Jamie Peppard in Dublin Airport just before he left for Australia. Jamie died last November. Pic: Ciara Wilkinson

The family of a man who died suddenly in Australia has praised the work of the Kevin Bell Repatriation Trust and the Claddagh Association.

Helena Peppard said although it was the middle of the night when she messaged the Claddagh group in Perth, somebody got back to her straight away.

Her brother Jamie, 23, had been put on life support after collapsing at work in Perth where his brother John was already living and working.

His parents Mary and Tony flew out to him and he was in intensive care when they arrived. Sadly, he died 10 days later on November 23 last year.

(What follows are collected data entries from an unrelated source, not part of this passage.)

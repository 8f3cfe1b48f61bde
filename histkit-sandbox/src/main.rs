//! histkit: sandbox for the two-branch history workflow.
//!
//! Drives a workspace stored in a local directory with the reference engine
//! and a real HTTP transport.
//!
//! # Usage
//!
//! ```bash
//! # Create the repository (shared + working branch)
//! histkit --root ./notes --user alice init
//!
//! # List changed files and save them on the working branch
//! histkit --root ./notes --user alice status
//! histkit --root ./notes --user alice save -m "Draft"
//!
//! # Publish and mirror the shared branch
//! histkit --root ./notes --user alice remote set https://example.com/notes.git
//! histkit --root ./notes --user alice push
//! histkit --root ./notes --user alice sync
//! ```

use std::path::{Path, PathBuf};
use std::sync::Arc;

use anyhow::{Result, anyhow};
use clap::{Parser, Subcommand};
use futures::TryStreamExt;
use histkit_core::{GitHistory, HistoryConfig, HttpTransport, RemoteConfig, SaveOptions};
use histkit_engine::RefEngine;
use histkit_storage::LocalFilesApi;

#[derive(Parser, Debug)]
#[command(name = "histkit")]
#[command(author = "histkit Contributors")]
#[command(version = "0.1.0")]
#[command(about = "Save, share and synchronize a workspace history")]
struct Cli {
    /// Directory holding the workspace
    #[arg(short, long, default_value = ".")]
    root: PathBuf,

    /// JSON configuration file
    #[arg(short, long)]
    config: Option<PathBuf>,

    /// Author name (overrides the configuration)
    #[arg(long)]
    user: Option<String>,

    /// Author email (overrides the configuration)
    #[arg(long)]
    email: Option<String>,

    /// Username for the remote server
    #[arg(long)]
    remote_user: Option<String>,

    /// Password for the remote server
    #[arg(long)]
    remote_password: Option<String>,

    #[command(subcommand)]
    command: Commands,
}

#[derive(Subcommand, Debug)]
enum Commands {
    /// Create the repository if needed and switch to the working branch
    Init,

    /// List the files of the workspace with their status
    Status {
        /// Also list unchanged files
        #[arg(short, long)]
        all: bool,
    },

    /// Commit every changed file
    Save {
        /// Commit message (defaults to the list of saved files)
        #[arg(short, long)]
        message: Option<String>,
        /// Branch receiving the commit (default: current branch)
        #[arg(short, long)]
        branch: Option<String>,
    },

    /// Show the history of the current branch
    Log {
        /// Print entries as JSON
        #[arg(long)]
        json: bool,
    },

    /// List local branches
    Branches,

    /// Switch the workspace to a branch or commit, discarding changes
    Checkout {
        /// Branch name, ref or commit id
        reference: String,
    },

    /// Inspect or change the remote server
    Remote {
        #[command(subcommand)]
        command: RemoteCommands,
    },

    /// Push the current branch to the remote server
    Push,

    /// Replace the shared branch with the remote one
    Sync,
}

#[derive(Subcommand, Debug)]
enum RemoteCommands {
    /// Print the remote server URL
    Get,
    /// Set the remote server URL
    Set { url: String },
}

#[tokio::main]
async fn main() -> Result<()> {
    tracing_subscriber::fmt()
        .with_env_filter(
            tracing_subscriber::EnvFilter::from_default_env().add_directive("histkit=info".parse()?),
        )
        .init();

    let cli = Cli::parse();
    let config = load_config(&cli)?;
    let history = open_history(&cli.root, config.clone())?;

    match cli.command {
        Commands::Init => cmd_init(&history).await,
        Commands::Status { all } => cmd_status(&history, all).await,
        Commands::Save { message, branch } => cmd_save(&history, message, branch).await,
        Commands::Log { json } => cmd_log(&history, json).await,
        Commands::Branches => cmd_branches(&history).await,
        Commands::Checkout { reference } => cmd_checkout(&history, &reference).await,
        Commands::Remote { command } => match command {
            RemoteCommands::Get => cmd_remote_get(&history).await,
            RemoteCommands::Set { url } => {
                cmd_remote_set(&history, cli.config.as_deref(), config, &url).await
            }
        },
        Commands::Push => cmd_push(&history).await,
        Commands::Sync => cmd_sync(&history).await,
    }
}

/// Configuration file merged with the command-line overrides
fn load_config(cli: &Cli) -> Result<HistoryConfig> {
    let mut config = match &cli.config {
        Some(path) => HistoryConfig::load(path)?,
        None => HistoryConfig::default(),
    };
    if let Some(user) = &cli.user {
        config.user_name = Some(user.clone());
    }
    if let Some(email) = &cli.email {
        config.user_email = Some(email.clone());
    }
    if cli.remote_user.is_some() || cli.remote_password.is_some() {
        let remote = config.remote.get_or_insert_with(RemoteConfig::default);
        if let Some(user) = &cli.remote_user {
            remote.username = Some(user.clone());
        }
        if let Some(password) = &cli.remote_password {
            remote.password = Some(password.clone());
        }
    }
    Ok(config)
}

fn open_history(root: &Path, config: HistoryConfig) -> Result<GitHistory> {
    let files = LocalFilesApi::open(root)
        .map_err(|e| anyhow!("Cannot open workspace {:?}: {}", root, e))?;
    let history = GitHistory::builder()
        .engine(Arc::new(RefEngine::new()))
        .transport(Arc::new(HttpTransport::new()?))
        .files(Arc::new(files))
        .config(config)
        .build()?;
    Ok(history)
}

async fn cmd_init(history: &GitHistory) -> Result<()> {
    history.init().await?;
    println!("Workspace ready");
    println!("  Control directory: {}", history.git_dir());
    println!("  Shared branch:     {}", history.main_branch());
    println!("  Working branch:    {}", history.working_branch());
    Ok(())
}

async fn cmd_status(history: &GitHistory, all: bool) -> Result<()> {
    let records: Vec<_> = history.get_files_status(None).await?.try_collect().await?;
    let mut changed = 0;
    for record in records.iter().filter(|r| all || r.is_dirty()) {
        println!("{:>18}  {}", record.status, record.path);
        changed += usize::from(record.is_dirty());
    }
    if changed == 0 && !all {
        println!("Nothing to save");
    }
    Ok(())
}

async fn cmd_save(
    history: &GitHistory,
    message: Option<String>,
    branch: Option<String>,
) -> Result<()> {
    let result = history
        .save_files(SaveOptions {
            filter: None,
            branch_name: branch,
            message,
        })
        .await?;
    match result.commit_id {
        Some(id) => {
            println!("Saved {} file(s) as {}", result.files.len(), id);
            for file in &result.files {
                println!("  {}", file);
            }
        }
        None => println!("Nothing to save"),
    }
    Ok(())
}

async fn cmd_log(history: &GitHistory, json: bool) -> Result<()> {
    let entries = history.get_log().await?;
    if json {
        println!("{}", serde_json::to_string_pretty(&entries)?);
        return Ok(());
    }
    for entry in &entries {
        let date = chrono::DateTime::from_timestamp(entry.commit.timestamp, 0)
            .map(|d| d.format("%Y-%m-%d %H:%M:%S UTC").to_string())
            .unwrap_or_default();
        println!("commit {}", entry.oid);
        println!(
            "Author: {} <{}>",
            entry.commit.author.name, entry.commit.author.email
        );
        println!("Date:   {}", date);
        println!();
        for line in entry.commit.message.lines() {
            println!("    {}", line);
        }
        println!();
    }
    Ok(())
}

async fn cmd_branches(history: &GitHistory) -> Result<()> {
    let current = history.get_current_branch().await?;
    for branch in history.get_branches().await? {
        let marker = if current.as_deref() == Some(branch.as_str()) {
            "*"
        } else {
            " "
        };
        println!("{} {}", marker, branch);
    }
    Ok(())
}

async fn cmd_checkout(history: &GitHistory, reference: &str) -> Result<()> {
    history.checkout(reference).await?;
    match history.get_current_branch().await? {
        Some(branch) => println!("On branch {}", branch),
        None => println!("HEAD detached at {}", reference),
    }
    Ok(())
}

async fn cmd_remote_get(history: &GitHistory) -> Result<()> {
    match history.get_remote_server_url().await? {
        Some(url) => println!("{}", url),
        None => println!("No remote server configured"),
    }
    Ok(())
}

async fn cmd_remote_set(
    history: &GitHistory,
    config_path: Option<&Path>,
    mut config: HistoryConfig,
    url: &str,
) -> Result<()> {
    history.set_remote_server_url(url).await?;
    if let Some(path) = config_path {
        config
            .remote
            .get_or_insert_with(RemoteConfig::default)
            .url = Some(url.to_string());
        config.save(path)?;
        tracing::debug!("Remote URL stored in {:?}", path);
    }
    println!("Remote server set to {}", url);
    Ok(())
}

async fn cmd_push(history: &GitHistory) -> Result<()> {
    let result = history.send_to_remote().await?;
    for (name, status) in &result.refs {
        println!("  {}: {}", name, status);
    }
    if !result.ok {
        return Err(anyhow!(
            "Push failed: {}",
            result.error.as_deref().unwrap_or("unknown error")
        ));
    }
    println!("Push complete");
    Ok(())
}

async fn cmd_sync(history: &GitHistory) -> Result<()> {
    history.sync_with_remote().await?;
    let head = history
        .get_log()
        .await?
        .into_iter()
        .next()
        .map(|entry| entry.oid)
        .unwrap_or_default();
    println!("{} synchronized at {}", history.main_branch(), head);
    Ok(())
}

#[cfg(test)]
mod tests {
    use super::*;

    #[test]
    fn test_flags_override_config_file() {
        let dir = tempfile::tempdir().unwrap();
        let path = dir.path().join("histkit.json");
        let stored = HistoryConfig {
            user_name: Some("alice".to_string()),
            user_email: Some("alice@example.com".to_string()),
            remote: Some(RemoteConfig {
                url: Some("http://hub.local/team.git".to_string()),
                ..Default::default()
            }),
            ..Default::default()
        };
        stored.save(&path).unwrap();

        let cli = Cli::parse_from([
            "histkit",
            "--config",
            path.to_str().unwrap(),
            "--user",
            "bob",
            "--remote-user",
            "admin",
            "status",
        ]);
        let config = load_config(&cli).unwrap();
        assert_eq!(config.user_name.as_deref(), Some("bob"));
        assert_eq!(config.user_email.as_deref(), Some("alice@example.com"));
        let remote = config.remote.unwrap();
        assert_eq!(remote.url.as_deref(), Some("http://hub.local/team.git"));
        assert_eq!(remote.username.as_deref(), Some("admin"));
        assert_eq!(remote.password, None);
    }

    #[test]
    fn test_missing_config_file_uses_defaults() {
        let dir = tempfile::tempdir().unwrap();
        let path = dir.path().join("absent.json");
        let cli = Cli::parse_from(["histkit", "--config", path.to_str().unwrap(), "log"]);
        let config = load_config(&cli).unwrap();
        assert_eq!(config, HistoryConfig::default());
        assert!(open_history(dir.path(), config).is_err());
    }

    #[tokio::test]
    async fn test_save_in_local_directory() {
        let dir = tempfile::tempdir().unwrap();
        std::fs::write(dir.path().join("notes.md"), "# Notes").unwrap();
        let config = HistoryConfig {
            user_name: Some("alice".to_string()),
            ..Default::default()
        };
        let history = open_history(dir.path(), config).unwrap();
        history.init().await.unwrap();
        assert!(dir.path().join(".git/HEAD").is_file());

        let saved = history.save_files(SaveOptions::default()).await.unwrap();
        assert_eq!(saved.files, vec!["notes.md"]);
        assert_eq!(history.get_log().await.unwrap().len(), 2);
        assert!(dir.path().join(".gitkeep").is_file());
    }
}
//! In-memory storage backend
//!
//! Files are kept in a sorted map keyed by their normalized absolute path.
//! Directories exist implicitly for every ancestor of a written file and are
//! recorded explicitly so that they survive the removal of their last file.
//! The root directory always exists.

use std::collections::BTreeMap;
use std::sync::Arc;

use async_trait::async_trait;
use bytes::{Bytes, BytesMut};
use futures::stream::{self, StreamExt, TryStreamExt};
use histkit_core::path::{file_name, resolve_path};
use histkit_core::storage::{
    ChunkStream, FileInfo, FileKind, FilesApi, InfoStream, ListOptions, Result, StorageError,
    guess_content_type,
};
use tokio::sync::RwLock;

use crate::DEFAULT_CHUNK_SIZE;

#[derive(Debug, Clone)]
struct MemFile {
    content: Bytes,
    last_modified: i64,
}

#[derive(Debug, Default)]
struct MemTree {
    files: BTreeMap<String, MemFile>,
    /// Directory path -> creation time (Unix milliseconds)
    dirs: BTreeMap<String, i64>,
}

fn normalize(path: &str) -> String {
    resolve_path(&["/", path])
}

fn now_millis() -> i64 {
    chrono::Utc::now().timestamp_millis()
}

fn child_prefix(dir: &str) -> String {
    if dir == "/" {
        "/".to_string()
    } else {
        format!("{}/", dir)
    }
}

impl MemTree {
    fn info(&self, path: &str) -> Option<FileInfo> {
        if let Some(file) = self.files.get(path) {
            let name = file_name(path);
            return Some(FileInfo {
                name: name.to_string(),
                path: path.to_string(),
                kind: FileKind::File,
                size: file.content.len() as u64,
                last_modified: file.last_modified,
                content_type: guess_content_type(name),
            });
        }
        let last_modified = if path == "/" {
            0
        } else {
            *self.dirs.get(path)?
        };
        Some(FileInfo {
            name: file_name(path).to_string(),
            path: path.to_string(),
            kind: FileKind::Directory,
            size: 0,
            last_modified,
            content_type: None,
        })
    }

    fn children(&self, dir: &str, recursive: bool) -> Vec<FileInfo> {
        let prefix = child_prefix(dir);
        let mut paths: Vec<&String> = self
            .dirs
            .keys()
            .chain(self.files.keys())
            .filter(|p| p.len() > prefix.len() && p.starts_with(&prefix))
            .filter(|p| recursive || !p[prefix.len()..].contains('/'))
            .collect();
        paths.sort();
        paths.into_iter().filter_map(|p| self.info(p)).collect()
    }

    fn insert(&mut self, path: String, content: Bytes) -> Result<()> {
        if path == "/" || self.dirs.contains_key(&path) {
            return Err(StorageError::Backend(format!("Is a directory: {}", path)));
        }
        let now = now_millis();
        let mut ancestor = path.as_str();
        while let Some(idx) = ancestor.rfind('/') {
            ancestor = &ancestor[..idx];
            if ancestor.is_empty() {
                break;
            }
            if self.files.contains_key(ancestor) {
                return Err(StorageError::NotADirectory(ancestor.to_string()));
            }
            self.dirs.entry(ancestor.to_string()).or_insert(now);
        }
        self.files.insert(
            path,
            MemFile {
                content,
                last_modified: now,
            },
        );
        Ok(())
    }

    fn remove(&mut self, path: &str) -> bool {
        if self.files.remove(path).is_some() {
            return true;
        }
        let is_dir = path == "/" || self.dirs.contains_key(path);
        if !is_dir {
            return false;
        }
        let prefix = child_prefix(path);
        self.files.retain(|p, _| !p.starts_with(&prefix));
        self.dirs.retain(|p, _| p != path && !p.starts_with(&prefix));
        true
    }
}

/// In-memory [`FilesApi`]
#[derive(Clone)]
pub struct MemFilesApi {
    tree: Arc<RwLock<MemTree>>,
    chunk_size: usize,
}

impl MemFilesApi {
    pub fn new() -> Self {
        Self {
            tree: Arc::new(RwLock::new(MemTree::default())),
            chunk_size: DEFAULT_CHUNK_SIZE,
        }
    }

    /// Create a backend seeded with `(path, content)` pairs
    pub fn with_files<P, C>(files: impl IntoIterator<Item = (P, C)>) -> Result<Self>
    where
        P: AsRef<str>,
        C: Into<Bytes>,
    {
        let mut tree = MemTree::default();
        for (path, content) in files {
            tree.insert(normalize(path.as_ref()), content.into())?;
        }
        Ok(Self {
            tree: Arc::new(RwLock::new(tree)),
            chunk_size: DEFAULT_CHUNK_SIZE,
        })
    }

    /// Split reads into chunks of at most `chunk_size` bytes
    pub fn with_chunk_size(mut self, chunk_size: usize) -> Self {
        self.chunk_size = chunk_size.max(1);
        self
    }

    /// Number of files currently stored
    pub async fn file_count(&self) -> usize {
        self.tree.read().await.files.len()
    }
}

impl Default for MemFilesApi {
    fn default() -> Self {
        Self::new()
    }
}

#[async_trait]
impl FilesApi for MemFilesApi {
    fn list(&self, path: &str, options: ListOptions) -> InfoStream {
        let tree = self.tree.clone();
        let path = normalize(path);
        stream::once(async move {
            let tree = tree.read().await;
            Ok::<_, StorageError>(tree.children(&path, options.recursive))
        })
        .map_ok(|entries| stream::iter(entries.into_iter().map(Ok)))
        .try_flatten()
        .boxed()
    }

    fn read(&self, path: &str) -> ChunkStream {
        let tree = self.tree.clone();
        let path = normalize(path);
        let chunk_size = self.chunk_size;
        stream::once(async move {
            let tree = tree.read().await;
            tree.files
                .get(&path)
                .map(|f| f.content.clone())
                .ok_or(StorageError::NotFound(path))
        })
        .map_ok(move |content| {
            let chunks: Vec<Result<Bytes>> = (0..content.len())
                .step_by(chunk_size)
                .map(|start| Ok(content.slice(start..(start + chunk_size).min(content.len()))))
                .collect();
            stream::iter(chunks)
        })
        .try_flatten()
        .boxed()
    }

    async fn write(&self, path: &str, mut content: ChunkStream) -> Result<()> {
        let mut buf = BytesMut::new();
        while let Some(chunk) = content.next().await {
            buf.extend_from_slice(&chunk?);
        }
        let path = normalize(path);
        tracing::trace!("mem.write({}, {} bytes)", path, buf.len());
        self.tree.write().await.insert(path, buf.freeze())
    }

    async fn remove(&self, path: &str) -> Result<bool> {
        let path = normalize(path);
        tracing::trace!("mem.remove({})", path);
        Ok(self.tree.write().await.remove(&path))
    }

    async fn stats(&self, path: &str) -> Result<Option<FileInfo>> {
        let path = normalize(path);
        Ok(self.tree.read().await.info(&path))
    }
}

Helena, who was in Laytown, Co Meath contacted the Claddagh Association in Perth and “someone went straight away to the hospital in Perth to be with John”.

When their mum Mary arrived in Perth, the group put her in touch with the Kevin Bell Repatriation Trust who assured her she could have whatever funeral she wanted for her son.

“People normally are brought home in coffins but the way I looked at it was I didn’t want him treated as luggage and going into storage on the plane. I carried him into the world, I will carry him out.”

Jamie was cremated in Australia and his family carried his ashes home with them in the plane cabin.

A service was then held in his hometown of Laytown and part of his ashes were used to plant a tree in at a local garden at Sonairte.

Mary said: “I planted a tree with his ashes underneath and there is a bench and you can sit and reflect. We call it Jamie’s tree and his DNA will be in it for as long as it lasts.”

The Kevin Bell Repatriation Trust, set up in 2013 by the family of Kevin Bell, 26, after he died in a hit and run in New York, is now preparing its 221st repatriation.

Colin Bell, Kevin’s dad, outlined what they do to the Oireachtas Joint Committee on Foreign Affairs.

Mr Bell has confirmed that the trust — which is registered as a charity in Northern Ireland and is seeking to be registered as one in the Republic — has opened an office in Newry, Co Down, which is Kevin’s hometown.

He said it costs up to €8,000 to get a body home to Ireland, depending on what part of the world it is coming from and they cover all of the expenses.

“We assure people we will get their loved one home. We contact undertakers and make arrangements to get the body home.

“The amazing thing is we don’t have to fundraise. It is people who fundraise for us. I have been in parts of Ireland I had not even heard of because there has been fundraising there. We get fantastic support.”